ADR-051: User aggregate in Granit.Identity + optional Parties bridge

Date: 2026-05-01 Authors: Jean-Francois Meyers Scope: Granit.Identity (NEW User aggregate root), Granit.Identity.Local, Granit.Identity.Federated, Granit.Authorization, Granit.Parties.Identity (NEW bridge module — see Amendment 1). Epic: #1366 — Business Intelligence (parent of the OData / Entities follow-ups that motivated this). Status: Accepted (amended 2026-05-02 — see Amendments) Implementation: Shipped across PRs #1708 → #1717, #1719 between 2026-05-01 and 2026-05-02.

Context

Today Granit models “a person who can authenticate” as two parallel hierarchies:

• GranitUser in Granit.Identity.Local — extends IdentityUser<Guid>. Carries 25+ properties: profile (UserName, Email, FirstName, LastName, PhoneNumber), auth secrets (PasswordHash, SecurityStamp, ConcurrencyStamp), security counters (LockoutEnd, AccessFailedCount, TwoFactorEnabled).
• UserCacheEntry in Granit.Identity.Federated — cache projection of users authenticated against an external IdP (Cognito / Entra ID / Google / Keycloak). Holds ExternalUserId, encrypted profile fields, LastSyncedAt, MetadataJson for provider-specific claims.

IIdentityUser (per ADR-019) is implemented by both, but the abstraction is lookup-only — IUserLookupService.FindByIdAsync and friends — not IQueryable. One implementation is active per host (AspNetIdentityUserLookupService for local, CachedUserLookupService for federated); hybrid is not supported.

Three intertwined problems surface:

1. No unified read view for admin / BI. The OData feed needs IQueryable<IIdentityUser> to compose $filter / $select. The admin grid today only sees local users; federated users are invisible from the admin “Users” collection.
2. Type inconsistency on user FKs. Party.UserId: Guid?, SubscriptionSeat.UserId: Guid, GranitUserGroupMember.UserId: Guid are hardcoded Guid — they only work for local users. In federated mode the IdP’s user id is a string (sub).
3. No deduplication concept. A physical person could simultaneously have a GranitUser row AND a UserCacheEntry (e.g. local admin who later signs in via Cognito). The framework has no notion of “these two rows are the same person”.

Phase 2 of Granit.Entities (ADR-050) made EntityDefinition the gate for OData EntitySet exposure, surfacing problem (1) bluntly: GranitUser cannot ship on the BI feed because it has no EntityDefinition, and even if it did, the EntitySet would only show locals.

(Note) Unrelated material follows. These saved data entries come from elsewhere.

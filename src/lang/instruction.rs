/// ## Instruction
///
/// The four-field record the VM executes. `guard` gates execution
/// (`true`, `false`, `$name`, any of those behind `!`); `op` names the
/// operation; `params` holds the raw parameter tokens; `ret` is the
/// variable a result is written to, or `nullptr` for none.
#[derive(Debug, Clone, PartialEq)]
pub struct Instruction {
    pub guard: String,
    pub op: String,
    pub params: Vec<String>,
    pub ret: String,
}

impl std::fmt::Display for Instruction {
    /// Canonical printed form. Compiling it back yields an equal
    /// instruction.
    fn fmt(&self, f: &mut std::fmt::Formatter) -> std::fmt::Result {
        write!(
            f,
            "<{}> @{} : ({}) ~ {};",
            self.guard,
            self.op,
            self.params.join(", "),
            self.ret
        )
    }
}
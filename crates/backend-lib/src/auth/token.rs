// ============================
// notes-backend-lib/src/auth/token.rs
// ============================
//! Signed bearer tokens (HS256 JWT).
use chrono::{DateTime, Duration, Utc};
use jsonwebtoken::{decode, encode, Algorithm, DecodingKey, EncodingKey, Header, Validation};
use notes_common::UserId;
use serde::{Deserialize, Serialize};
use crate::config::JwtSettings;
use crate::error::AppError;
use super::token_generator::generate_token_id;

/// Below this an HMAC key is brute-forceable
const MIN_RECOMMENDED_KEY_BYTES: usize = 32;

/// Claims carried by every token
#[derive(Debug, Clone, PartialEq, Serialize, Deserialize)]
pub struct Claims {
    /// Subject: the user id
    pub sub: String,
    /// Username at issuance
    pub name: String,
    /// Unique token identifier, the revocation handle
    #[serde(default, skip_serializing_if = "Option::is_none")]
    pub jti: Option<String>,
    pub iss: String,
    pub aud: String,
    pub iat: i64,
    pub exp: i64,
}

impl Claims {
    /// Subject parsed as a user id
    pub fn user_id(&self) -> Result<UserId, AppError> {
        self.sub
            .parse()
            .map_err(|_| AppError::TokenInvalid("subject is not a user id".to_string()))
    }
}

/// A freshly minted token
#[derive(Debug, Clone)]
pub struct IssuedToken {
    pub token: String,
    pub jti: String,
    pub expires_at: DateTime<Utc>,
}

/// The caller identity established by the request gate
#[derive(Debug, Clone)]
pub struct Principal {
    pub user_id: UserId,
    pub username: String,
    pub claims: Claims,
    /// The raw bearer token as presented
    pub token: String,
}

/// Mints and verifies tokens with one shared secret
pub struct TokenIssuer {
    encoding: EncodingKey,
    decoding: DecodingKey,
    validation: Validation,
    issuer: String,
    audience: String,
    lifetime: Duration,
    /// Clock skew tolerated past `exp`
    leeway: Duration,
}

impl TokenIssuer {
    /// Fails when no signing key is configured; the service must not start
    /// without one.
    pub fn new(settings: &JwtSettings) -> Result<Self, AppError> {
        let key = settings
            .key
            .as_deref()
            .filter(|key| !key.trim().is_empty())
            .ok_or_else(|| AppError::Configuration("JWT signing key is missing".to_string()))?;
        if key.len() < MIN_RECOMMENDED_KEY_BYTES {
            tracing::warn!(
                bytes = key.len(),
                "JWT signing key is shorter than {MIN_RECOMMENDED_KEY_BYTES} bytes"
            );
        }

        let minutes = i64::try_from(settings.expires_in_minutes)
            .map_err(|_| AppError::Configuration("jwt.expires_in_minutes is too large".to_string()))?;
        let lifetime = Duration::try_minutes(minutes)
            .ok_or_else(|| AppError::Configuration("jwt.expires_in_minutes is too large".to_string()))?;

        let leeway_secs = i64::try_from(settings.clock_skew_secs)
            .map_err(|_| AppError::Configuration("jwt.clock_skew_secs is too large".to_string()))?;
        let leeway = Duration::try_seconds(leeway_secs)
            .ok_or_else(|| AppError::Configuration("jwt.clock_skew_secs is too large".to_string()))?;

        let mut validation = Validation::new(Algorithm::HS256);
        validation.leeway = settings.clock_skew_secs;
        validation.set_issuer(&[settings.issuer.as_str()]);
        validation.set_audience(&[settings.audience.as_str()]);
        validation.set_required_spec_claims(&["exp", "sub", "iss", "aud"]);

        Ok(Self {
            encoding: EncodingKey::from_secret(key.as_bytes()),
            decoding: DecodingKey::from_secret(key.as_bytes()),
            validation,
            issuer: settings.issuer.clone(),
            audience: settings.audience.clone(),
            lifetime,
            leeway,
        })
    }

    /// Validity window of issued tokens
    pub fn lifetime(&self) -> Duration {
        self.lifetime
    }

    /// Last instant at which [`Self::verify`] still accepts a token with these
    /// claims. A revocation has to last at least this long.
    pub fn accepted_until(&self, claims: &Claims) -> Option<DateTime<Utc>> {
        DateTime::<Utc>::from_timestamp(claims.exp, 0)?.checked_add_signed(self.leeway)
    }

    /// Mint a token for a user
    pub fn issue(&self, user_id: UserId, username: &str) -> Result<IssuedToken, AppError> {
        let now = Utc::now();
        let expires_at = now
            .checked_add_signed(self.lifetime)
            .ok_or_else(|| AppError::Configuration("jwt.expires_in_minutes is too large".to_string()))?;
        let jti = generate_token_id();
        let claims = Claims {
            sub: user_id.to_string(),
            name: username.to_string(),
            jti: Some(jti.clone()),
            iss: self.issuer.clone(),
            aud: self.audience.clone(),
            iat: now.timestamp(),
            exp: expires_at.timestamp(),
        };

        let token = encode(&Header::new(Algorithm::HS256), &claims, &self.encoding)
            .map_err(|e| AppError::Internal(format!("failed to sign token: {e}")))?;

        Ok(IssuedToken {
            token,
            jti,
            expires_at,
        })
    }

    /// Check signature, issuer, audience and expiry (with clock skew)
    pub fn verify(&self, token: &str) -> Result<Claims, AppError> {
        decode::<Claims>(token, &self.decoding, &self.validation)
            .map(|data| data.claims)
            .map_err(|e| AppError::TokenInvalid(e.to_string()))
    }
}
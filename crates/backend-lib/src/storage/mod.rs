// ============================
// notes-backend-lib/src/storage/mod.rs
// ============================
//! Storage abstraction for user credentials and notes.
use async_trait::async_trait;
use chrono::{DateTime, Utc};
use notes_common::{Note, NoteId, UserId};
use serde::{Deserialize, Serialize};
use crate::auth::{FailureOutcome, LockoutPolicy};
use crate::error::AppError;

mod flat_file;
mod memory;

pub use flat_file::FlatFileStorage;
pub use memory::MemoryStorage;

/// Stored account. Never serialized onto the wire.
#[derive(Debug, Clone, PartialEq, Serialize, Deserialize)]
pub struct User {
    pub id: UserId,
    /// Unique, case-sensitive, immutable
    pub username: String,
    /// scrypt PHC string
    pub password_hash: String,
    /// Consecutive failed logins since the last success or lockout
    pub failed_login_attempts: u32,
    /// Logins are rejected until this instant
    pub lockout_end: Option<DateTime<Utc>>,
    pub created_at: DateTime<Utc>,
}

/// Trait for storage backends
#[async_trait]
pub trait Storage: Send + Sync {
    /// Look up an account by exact username
    async fn find_user_by_username(&self, username: &str) -> Result<Option<User>, AppError>;

    /// Create an account, failing with `DuplicateUser` if the name is taken
    async fn create_user(&self, username: &str, password_hash: &str) -> Result<User, AppError>;

    /// Persist the lockout counters of an account
    async fn update_login_state(
        &self,
        user_id: UserId,
        failed_login_attempts: u32,
        lockout_end: Option<DateTime<Utc>>,
    ) -> Result<(), AppError>;

    /// Count one failed login against the stored record.
    ///
    /// The read, the policy transition and the write happen as one step, so
    /// concurrent failures are each counted and none is lost.
    async fn record_failed_login(
        &self,
        user_id: UserId,
        policy: &LockoutPolicy,
        now: DateTime<Utc>,
    ) -> Result<FailureOutcome, AppError>;

    /// Live notes of a user, newest first
    async fn list_notes(&self, user_id: UserId) -> Result<Vec<Note>, AppError>;

    /// Create a note owned by `user_id`
    async fn create_note(
        &self,
        user_id: UserId,
        title: &str,
        content: Option<&str>,
    ) -> Result<Note, AppError>;

    /// Update a live note owned by `user_id`. Returns false if there is none.
    async fn update_note(
        &self,
        user_id: UserId,
        note_id: NoteId,
        title: &str,
        content: Option<&str>,
    ) -> Result<bool, AppError>;

    /// Soft-delete a live note owned by `user_id`. Returns false if there is none.
    async fn delete_note(&self, user_id: UserId, note_id: NoteId) -> Result<bool, AppError>;
}

/// Newest first, ties broken by id so the order is stable
fn sort_newest_first(notes: &mut [Note]) {
    notes.sort_by(|a, b| b.created_at.cmp(&a.created_at).then(b.id.cmp(&a.id)));
}
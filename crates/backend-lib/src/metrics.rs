// ==============
// crates/backend-lib/src/metrics.rs

//! Central place for Prometheus metric keys
pub const USER_REGISTERED: &str = "auth.user_registered";
pub const LOGIN_SUCCEEDED: &str = "auth.login.succeeded";
pub const LOGIN_FAILED: &str = "auth.login.failed";
pub const LOGIN_REJECTED_LOCKED: &str = "auth.login.rejected_locked";
pub const ACCOUNT_LOCKED: &str = "auth.account_locked";
pub const TOKEN_REVOKED: &str = "auth.token_revoked";
pub const GATE_REJECTED: &str = "gate.rejected";
pub const NOTE_WRITTEN: &str = "notes.written";
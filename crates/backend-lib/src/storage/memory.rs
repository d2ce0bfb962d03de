//! In-process storage, mainly for tests and throwaway deployments.
use std::sync::atomic::{AtomicI64, Ordering};
use std::sync::Arc;
use async_trait::async_trait;
use chrono::{DateTime, Utc};
use dashmap::{mapref::entry::Entry, DashMap};
use notes_common::{Note, NoteId, UserId};
use crate::auth::{FailureOutcome, LockoutPolicy};
use crate::error::AppError;
use super::{sort_newest_first, Storage, User};

#[derive(Default)]
struct Tables {
    /// Keyed by username, which doubles as the uniqueness constraint
    users: DashMap<String, User>,
    notes: DashMap<NoteId, Note>,
    last_user_id: AtomicI64,
    last_note_id: AtomicI64,
}

/// DashMap-backed implementation of the Storage trait
#[derive(Clone, Default)]
pub struct MemoryStorage {
    tables: Arc<Tables>,
}

impl MemoryStorage {
    pub fn new() -> Self {
        Self::default()
    }
}

#[async_trait]
impl Storage for MemoryStorage {
    async fn find_user_by_username(&self, username: &str) -> Result<Option<User>, AppError> {
        Ok(self.tables.users.get(username).map(|user| user.clone()))
    }

    async fn create_user(&self, username: &str, password_hash: &str) -> Result<User, AppError> {
        match self.tables.users.entry(username.to_string()) {
            Entry::Occupied(_) => Err(AppError::DuplicateUser),
            Entry::Vacant(slot) => {
                let user = User {
                    id: self.tables.last_user_id.fetch_add(1, Ordering::SeqCst) + 1,
                    username: username.to_string(),
                    password_hash: password_hash.to_string(),
                    failed_login_attempts: 0,
                    lockout_end: None,
                    created_at: Utc::now(),
                };
                slot.insert(user.clone());
                Ok(user)
            },
        }
    }

    async fn update_login_state(
        &self,
        user_id: UserId,
        failed_login_attempts: u32,
        lockout_end: Option<DateTime<Utc>>,
    ) -> Result<(), AppError> {
        let mut user = self
            .tables
            .users
            .iter_mut()
            .find(|user| user.id == user_id)
            .ok_or_else(|| AppError::NotFound(format!("user {user_id}")))?;
        user.failed_login_attempts = failed_login_attempts;
        user.lockout_end = lockout_end;
        Ok(())
    }

    async fn record_failed_login(
        &self,
        user_id: UserId,
        policy: &LockoutPolicy,
        now: DateTime<Utc>,
    ) -> Result<FailureOutcome, AppError> {
        // the shard stays write-locked until the transition is stored
        let mut user = self
            .tables
            .users
            .iter_mut()
            .find(|user| user.id == user_id)
            .ok_or_else(|| AppError::NotFound(format!("user {user_id}")))?;
        Ok(policy.record_failure(&mut user, now))
    }

    async fn list_notes(&self, user_id: UserId) -> Result<Vec<Note>, AppError> {
        let mut notes: Vec<Note> = self
            .tables
            .notes
            .iter()
            .filter(|note| note.user_id == user_id && !note.is_deleted())
            .map(|note| note.clone())
            .collect();
        sort_newest_first(&mut notes);
        Ok(notes)
    }

    async fn create_note(
        &self,
        user_id: UserId,
        title: &str,
        content: Option<&str>,
    ) -> Result<Note, AppError> {
        let now = Utc::now();
        let note = Note {
            id: self.tables.last_note_id.fetch_add(1, Ordering::SeqCst) + 1,
            user_id,
            title: title.to_string(),
            content: content.map(str::to_string),
            created_at: now,
            updated_at: now,
            deleted_at: None,
            del_by: None,
        };
        self.tables.notes.insert(note.id, note.clone());
        Ok(note)
    }

    async fn update_note(
        &self,
        user_id: UserId,
        note_id: NoteId,
        title: &str,
        content: Option<&str>,
    ) -> Result<bool, AppError> {
        match self.tables.notes.get_mut(&note_id) {
            Some(mut note) if note.user_id == user_id && !note.is_deleted() => {
                note.title = title.to_string();
                note.content = content.map(str::to_string);
                note.updated_at = Utc::now();
                Ok(true)
            },
            _ => Ok(false),
        }
    }

    async fn delete_note(&self, user_id: UserId, note_id: NoteId) -> Result<bool, AppError> {
        match self.tables.notes.get_mut(&note_id) {
            Some(mut note) if note.user_id == user_id && !note.is_deleted() => {
                note.deleted_at = Some(Utc::now());
                note.del_by = Some(user_id);
                Ok(true)
            },
            _ => Ok(false),
        }
    }
}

This ADR locks the canonical-user shape going forward.

Decision drivers

• Modular framework. Granit is a framework, not an ERP. Tiny apps that need only Granit.Identity.Local (no parties, no business records) must keep working without taking on the Granit.Parties dependency.
• Odoo’s _inherits pattern is the reference but not the constraint. Odoo says every res.users MUST have a res.partner. That fits an ERP with mandatory res.partner. Granit’s modularity precludes “Parties is always loaded”.
• Granit.Identity is the foundation module. Every Granit app loads it (auth is non-negotiable). It’s the right home for the canonical user concept.
• Pre-1.0 freedom. No data migration constraints — seed data can be regenerated. Breaking changes are clean (no [Obsolete] graduation per the framework’s pre-1.0 rule).

Considered alternatives

The exploration considered four directions before locking the chosen one. Captured here so the rationale is visible:

A — Unified read view at the OData / admin layer only

IUserDirectoryQueryableSource returning IQueryable<IIdentityUserDescriptor>. Local impl projects from GranitUser; federated impl projects from UserCacheEntry. Composite impl for hybrid hosts.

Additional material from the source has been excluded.